Work to be completed: Going down the listing below, print exactly each line from the one with "assert_eq!(policy.premium, dec!(702));" up to and including the one with "assert_eq!(application.selected_plan_id, Some(plan_id));", and skip the rest.

Source data:

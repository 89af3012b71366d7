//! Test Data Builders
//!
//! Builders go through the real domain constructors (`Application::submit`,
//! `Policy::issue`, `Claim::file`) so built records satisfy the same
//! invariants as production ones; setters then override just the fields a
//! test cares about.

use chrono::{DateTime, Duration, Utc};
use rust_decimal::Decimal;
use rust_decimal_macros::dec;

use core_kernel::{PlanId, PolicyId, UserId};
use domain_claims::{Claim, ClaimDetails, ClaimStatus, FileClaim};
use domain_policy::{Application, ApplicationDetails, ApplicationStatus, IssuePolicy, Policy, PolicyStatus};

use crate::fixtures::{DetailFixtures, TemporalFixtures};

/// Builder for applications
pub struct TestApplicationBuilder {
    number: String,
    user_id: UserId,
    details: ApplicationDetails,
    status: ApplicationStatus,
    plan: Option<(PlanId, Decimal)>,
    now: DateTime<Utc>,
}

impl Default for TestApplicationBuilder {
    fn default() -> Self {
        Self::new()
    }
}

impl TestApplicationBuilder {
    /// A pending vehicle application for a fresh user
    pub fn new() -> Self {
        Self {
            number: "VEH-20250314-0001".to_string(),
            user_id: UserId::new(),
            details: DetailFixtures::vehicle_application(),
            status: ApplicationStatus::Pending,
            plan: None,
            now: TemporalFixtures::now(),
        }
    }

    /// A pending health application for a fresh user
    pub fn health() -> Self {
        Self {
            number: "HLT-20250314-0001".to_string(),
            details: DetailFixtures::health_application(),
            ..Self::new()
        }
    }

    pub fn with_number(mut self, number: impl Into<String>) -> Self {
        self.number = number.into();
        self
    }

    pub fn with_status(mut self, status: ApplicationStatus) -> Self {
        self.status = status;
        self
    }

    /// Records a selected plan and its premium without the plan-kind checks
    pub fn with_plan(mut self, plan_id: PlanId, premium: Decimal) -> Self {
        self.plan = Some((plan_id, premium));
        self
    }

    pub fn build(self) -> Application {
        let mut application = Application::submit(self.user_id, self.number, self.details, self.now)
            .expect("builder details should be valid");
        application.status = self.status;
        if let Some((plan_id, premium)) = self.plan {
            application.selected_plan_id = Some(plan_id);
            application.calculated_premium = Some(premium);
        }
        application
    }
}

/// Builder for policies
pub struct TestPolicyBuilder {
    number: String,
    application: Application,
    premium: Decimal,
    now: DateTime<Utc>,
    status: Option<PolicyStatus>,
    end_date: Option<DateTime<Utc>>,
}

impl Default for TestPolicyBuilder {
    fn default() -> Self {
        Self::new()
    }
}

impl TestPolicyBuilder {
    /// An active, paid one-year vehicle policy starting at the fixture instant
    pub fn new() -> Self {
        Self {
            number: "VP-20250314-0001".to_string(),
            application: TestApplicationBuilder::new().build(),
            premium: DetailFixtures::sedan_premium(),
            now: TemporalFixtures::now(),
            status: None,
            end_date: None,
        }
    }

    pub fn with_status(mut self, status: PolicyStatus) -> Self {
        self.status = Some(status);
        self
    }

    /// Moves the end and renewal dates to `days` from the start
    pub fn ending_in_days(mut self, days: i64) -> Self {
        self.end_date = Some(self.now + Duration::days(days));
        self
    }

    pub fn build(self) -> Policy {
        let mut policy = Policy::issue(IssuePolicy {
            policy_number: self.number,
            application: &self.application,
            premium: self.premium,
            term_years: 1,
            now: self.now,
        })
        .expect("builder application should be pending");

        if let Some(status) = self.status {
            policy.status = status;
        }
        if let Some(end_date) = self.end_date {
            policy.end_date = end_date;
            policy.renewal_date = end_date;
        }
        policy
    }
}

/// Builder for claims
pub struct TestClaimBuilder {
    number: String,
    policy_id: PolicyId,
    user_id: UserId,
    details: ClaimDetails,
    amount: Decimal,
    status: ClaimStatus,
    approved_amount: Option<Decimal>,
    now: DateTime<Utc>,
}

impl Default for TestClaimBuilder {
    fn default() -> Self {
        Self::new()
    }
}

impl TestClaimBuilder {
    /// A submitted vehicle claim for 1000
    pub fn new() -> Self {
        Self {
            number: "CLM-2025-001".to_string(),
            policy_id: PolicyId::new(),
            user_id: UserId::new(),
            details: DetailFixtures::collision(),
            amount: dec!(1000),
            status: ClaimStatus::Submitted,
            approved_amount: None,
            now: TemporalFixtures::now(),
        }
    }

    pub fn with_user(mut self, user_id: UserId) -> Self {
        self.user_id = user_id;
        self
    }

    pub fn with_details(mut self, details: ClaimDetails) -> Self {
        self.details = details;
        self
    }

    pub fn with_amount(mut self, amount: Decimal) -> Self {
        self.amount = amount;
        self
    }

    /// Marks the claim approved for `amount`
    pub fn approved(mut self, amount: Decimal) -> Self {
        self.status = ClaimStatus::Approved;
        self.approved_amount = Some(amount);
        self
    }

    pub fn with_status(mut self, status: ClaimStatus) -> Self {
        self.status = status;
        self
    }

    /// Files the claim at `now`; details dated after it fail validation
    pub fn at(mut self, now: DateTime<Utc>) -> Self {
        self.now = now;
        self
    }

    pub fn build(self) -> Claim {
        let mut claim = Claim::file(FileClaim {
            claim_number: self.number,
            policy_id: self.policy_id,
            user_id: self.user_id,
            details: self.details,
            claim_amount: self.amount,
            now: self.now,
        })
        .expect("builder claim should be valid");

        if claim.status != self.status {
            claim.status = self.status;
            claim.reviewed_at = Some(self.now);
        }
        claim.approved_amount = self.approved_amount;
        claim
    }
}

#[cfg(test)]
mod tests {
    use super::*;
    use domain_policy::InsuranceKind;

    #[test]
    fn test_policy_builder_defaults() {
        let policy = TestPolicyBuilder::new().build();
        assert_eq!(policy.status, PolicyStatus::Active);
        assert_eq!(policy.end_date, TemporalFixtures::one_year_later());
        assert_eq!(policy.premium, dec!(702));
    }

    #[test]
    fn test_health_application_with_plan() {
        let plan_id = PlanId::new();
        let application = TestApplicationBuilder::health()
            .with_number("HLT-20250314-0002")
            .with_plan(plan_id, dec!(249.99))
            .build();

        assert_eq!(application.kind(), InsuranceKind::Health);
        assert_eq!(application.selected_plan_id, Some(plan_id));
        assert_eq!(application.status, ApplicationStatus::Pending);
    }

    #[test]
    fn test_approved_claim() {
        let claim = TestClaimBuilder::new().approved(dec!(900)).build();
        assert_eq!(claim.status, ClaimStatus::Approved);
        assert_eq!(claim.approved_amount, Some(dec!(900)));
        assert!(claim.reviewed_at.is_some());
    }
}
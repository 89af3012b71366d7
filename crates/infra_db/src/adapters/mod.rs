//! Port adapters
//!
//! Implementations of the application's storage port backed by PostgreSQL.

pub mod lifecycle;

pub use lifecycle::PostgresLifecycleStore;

---

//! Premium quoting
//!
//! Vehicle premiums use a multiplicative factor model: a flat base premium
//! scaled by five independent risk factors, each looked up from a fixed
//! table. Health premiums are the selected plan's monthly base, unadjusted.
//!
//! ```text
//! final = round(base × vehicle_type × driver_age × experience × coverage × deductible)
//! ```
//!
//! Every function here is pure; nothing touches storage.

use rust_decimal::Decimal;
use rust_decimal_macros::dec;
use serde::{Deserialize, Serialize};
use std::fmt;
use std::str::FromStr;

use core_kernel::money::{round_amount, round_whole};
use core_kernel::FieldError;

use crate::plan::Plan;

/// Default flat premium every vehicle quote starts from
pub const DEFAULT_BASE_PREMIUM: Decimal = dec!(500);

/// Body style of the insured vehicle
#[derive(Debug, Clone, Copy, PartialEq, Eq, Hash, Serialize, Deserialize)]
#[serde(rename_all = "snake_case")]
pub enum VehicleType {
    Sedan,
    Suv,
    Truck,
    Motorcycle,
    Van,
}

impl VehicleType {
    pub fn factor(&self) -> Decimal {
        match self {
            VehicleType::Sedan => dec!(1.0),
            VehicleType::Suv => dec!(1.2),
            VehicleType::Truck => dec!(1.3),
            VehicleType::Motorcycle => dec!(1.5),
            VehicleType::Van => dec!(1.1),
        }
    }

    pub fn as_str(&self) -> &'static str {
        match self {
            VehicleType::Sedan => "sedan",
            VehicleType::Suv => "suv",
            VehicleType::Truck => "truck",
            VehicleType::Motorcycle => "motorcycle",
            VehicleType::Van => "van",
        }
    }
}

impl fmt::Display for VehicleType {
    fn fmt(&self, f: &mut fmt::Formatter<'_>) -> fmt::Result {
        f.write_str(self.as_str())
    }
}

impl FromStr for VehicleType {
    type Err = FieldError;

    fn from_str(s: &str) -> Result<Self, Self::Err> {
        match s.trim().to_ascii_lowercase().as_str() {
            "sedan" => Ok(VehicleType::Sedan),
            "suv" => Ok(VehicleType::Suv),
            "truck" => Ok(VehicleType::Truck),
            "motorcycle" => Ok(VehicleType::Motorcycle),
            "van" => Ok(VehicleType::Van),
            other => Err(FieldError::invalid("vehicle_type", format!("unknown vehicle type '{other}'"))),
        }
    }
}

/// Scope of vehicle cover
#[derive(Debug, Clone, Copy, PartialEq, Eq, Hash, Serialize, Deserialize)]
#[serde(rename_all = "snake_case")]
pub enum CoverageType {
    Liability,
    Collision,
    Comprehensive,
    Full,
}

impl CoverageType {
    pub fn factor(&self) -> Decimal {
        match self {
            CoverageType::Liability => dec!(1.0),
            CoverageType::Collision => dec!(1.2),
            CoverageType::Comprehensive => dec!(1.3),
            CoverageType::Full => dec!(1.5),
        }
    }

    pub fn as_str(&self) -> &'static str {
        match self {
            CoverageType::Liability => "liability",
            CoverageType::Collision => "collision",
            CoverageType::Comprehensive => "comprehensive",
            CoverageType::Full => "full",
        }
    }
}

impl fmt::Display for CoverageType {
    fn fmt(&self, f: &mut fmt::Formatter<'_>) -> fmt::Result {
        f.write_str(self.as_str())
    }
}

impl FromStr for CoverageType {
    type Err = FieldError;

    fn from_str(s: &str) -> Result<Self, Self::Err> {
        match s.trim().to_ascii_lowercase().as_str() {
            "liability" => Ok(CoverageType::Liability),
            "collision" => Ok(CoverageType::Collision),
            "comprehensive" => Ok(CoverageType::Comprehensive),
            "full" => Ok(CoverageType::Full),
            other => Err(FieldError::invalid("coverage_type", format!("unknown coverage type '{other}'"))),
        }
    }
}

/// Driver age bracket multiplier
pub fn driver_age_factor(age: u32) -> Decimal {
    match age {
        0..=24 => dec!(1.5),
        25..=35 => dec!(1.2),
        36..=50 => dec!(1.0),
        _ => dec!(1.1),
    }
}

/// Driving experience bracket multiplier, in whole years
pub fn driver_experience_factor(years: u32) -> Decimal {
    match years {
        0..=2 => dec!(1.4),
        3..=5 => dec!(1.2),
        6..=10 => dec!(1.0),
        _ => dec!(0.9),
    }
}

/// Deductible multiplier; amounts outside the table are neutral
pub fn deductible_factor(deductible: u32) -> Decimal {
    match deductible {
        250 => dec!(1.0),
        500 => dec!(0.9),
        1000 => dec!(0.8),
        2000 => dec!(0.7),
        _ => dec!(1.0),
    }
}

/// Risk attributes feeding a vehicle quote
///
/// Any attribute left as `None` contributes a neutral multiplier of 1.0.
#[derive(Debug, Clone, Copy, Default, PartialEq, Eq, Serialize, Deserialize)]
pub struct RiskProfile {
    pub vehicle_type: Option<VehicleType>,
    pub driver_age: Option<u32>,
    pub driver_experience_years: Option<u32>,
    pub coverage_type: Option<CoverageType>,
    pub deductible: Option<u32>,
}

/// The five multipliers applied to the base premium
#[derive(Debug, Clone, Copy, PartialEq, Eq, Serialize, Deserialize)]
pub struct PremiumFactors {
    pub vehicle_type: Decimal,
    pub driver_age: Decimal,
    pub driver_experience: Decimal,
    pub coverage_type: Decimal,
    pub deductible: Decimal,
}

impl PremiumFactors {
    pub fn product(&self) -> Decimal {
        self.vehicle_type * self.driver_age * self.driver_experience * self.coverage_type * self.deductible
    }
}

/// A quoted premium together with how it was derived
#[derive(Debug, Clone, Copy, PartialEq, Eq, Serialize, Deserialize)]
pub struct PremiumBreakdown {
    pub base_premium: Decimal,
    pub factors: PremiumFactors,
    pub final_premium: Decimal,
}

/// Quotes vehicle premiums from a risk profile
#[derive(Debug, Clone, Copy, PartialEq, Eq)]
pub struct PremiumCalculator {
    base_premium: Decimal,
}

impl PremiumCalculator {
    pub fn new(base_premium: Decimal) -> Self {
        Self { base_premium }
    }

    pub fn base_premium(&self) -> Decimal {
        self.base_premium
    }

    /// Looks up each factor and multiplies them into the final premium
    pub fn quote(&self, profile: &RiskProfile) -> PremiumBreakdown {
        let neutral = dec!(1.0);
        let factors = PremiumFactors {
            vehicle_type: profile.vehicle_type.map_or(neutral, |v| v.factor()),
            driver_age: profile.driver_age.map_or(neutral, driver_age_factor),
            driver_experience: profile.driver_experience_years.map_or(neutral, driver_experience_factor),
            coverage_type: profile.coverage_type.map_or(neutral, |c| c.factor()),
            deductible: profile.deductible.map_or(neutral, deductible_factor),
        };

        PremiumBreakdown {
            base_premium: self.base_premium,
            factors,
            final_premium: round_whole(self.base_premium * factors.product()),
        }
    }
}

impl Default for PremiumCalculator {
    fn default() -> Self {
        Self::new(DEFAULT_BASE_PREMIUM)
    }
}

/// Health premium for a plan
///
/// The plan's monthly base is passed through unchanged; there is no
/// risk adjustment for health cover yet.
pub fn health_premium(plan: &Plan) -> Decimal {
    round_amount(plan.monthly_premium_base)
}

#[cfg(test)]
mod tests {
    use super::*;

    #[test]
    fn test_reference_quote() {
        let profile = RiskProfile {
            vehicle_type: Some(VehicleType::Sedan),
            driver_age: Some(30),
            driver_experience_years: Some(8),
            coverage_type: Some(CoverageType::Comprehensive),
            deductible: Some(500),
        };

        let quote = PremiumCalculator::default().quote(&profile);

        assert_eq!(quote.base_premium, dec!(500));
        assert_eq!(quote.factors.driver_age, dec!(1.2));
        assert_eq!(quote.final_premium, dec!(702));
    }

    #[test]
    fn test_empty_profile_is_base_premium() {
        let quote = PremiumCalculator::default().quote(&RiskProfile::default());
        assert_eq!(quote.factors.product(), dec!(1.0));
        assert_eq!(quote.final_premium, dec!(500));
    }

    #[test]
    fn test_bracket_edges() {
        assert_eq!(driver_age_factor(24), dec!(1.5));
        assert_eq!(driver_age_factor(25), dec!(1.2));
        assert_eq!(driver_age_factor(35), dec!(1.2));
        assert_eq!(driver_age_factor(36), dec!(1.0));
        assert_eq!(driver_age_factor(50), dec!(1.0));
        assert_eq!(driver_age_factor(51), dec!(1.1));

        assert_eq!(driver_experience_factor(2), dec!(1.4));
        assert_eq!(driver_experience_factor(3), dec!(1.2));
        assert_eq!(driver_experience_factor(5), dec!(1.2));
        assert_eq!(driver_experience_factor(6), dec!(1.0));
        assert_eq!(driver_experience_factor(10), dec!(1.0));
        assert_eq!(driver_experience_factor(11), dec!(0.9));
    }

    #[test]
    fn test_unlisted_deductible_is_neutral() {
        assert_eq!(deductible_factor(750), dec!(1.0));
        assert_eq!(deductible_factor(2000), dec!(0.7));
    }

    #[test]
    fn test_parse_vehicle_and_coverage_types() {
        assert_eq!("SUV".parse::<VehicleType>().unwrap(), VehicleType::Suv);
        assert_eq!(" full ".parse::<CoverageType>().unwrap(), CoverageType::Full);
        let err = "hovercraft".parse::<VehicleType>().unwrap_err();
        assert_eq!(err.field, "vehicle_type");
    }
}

Result:
        assert_eq!(policy.premium, dec!(702));
    }

    #[test]
    fn test_health_application_with_plan() {
        let plan_id = PlanId::new();
        let application = TestApplicationBuilder::health()
            .with_number("HLT-20250314-0002")
            .with_plan(plan_id, dec!(249.99))
            .build();

        assert_eq!(application.kind(), InsuranceKind::Health);
        assert_eq!(application.selected_plan_id, Some(plan_id));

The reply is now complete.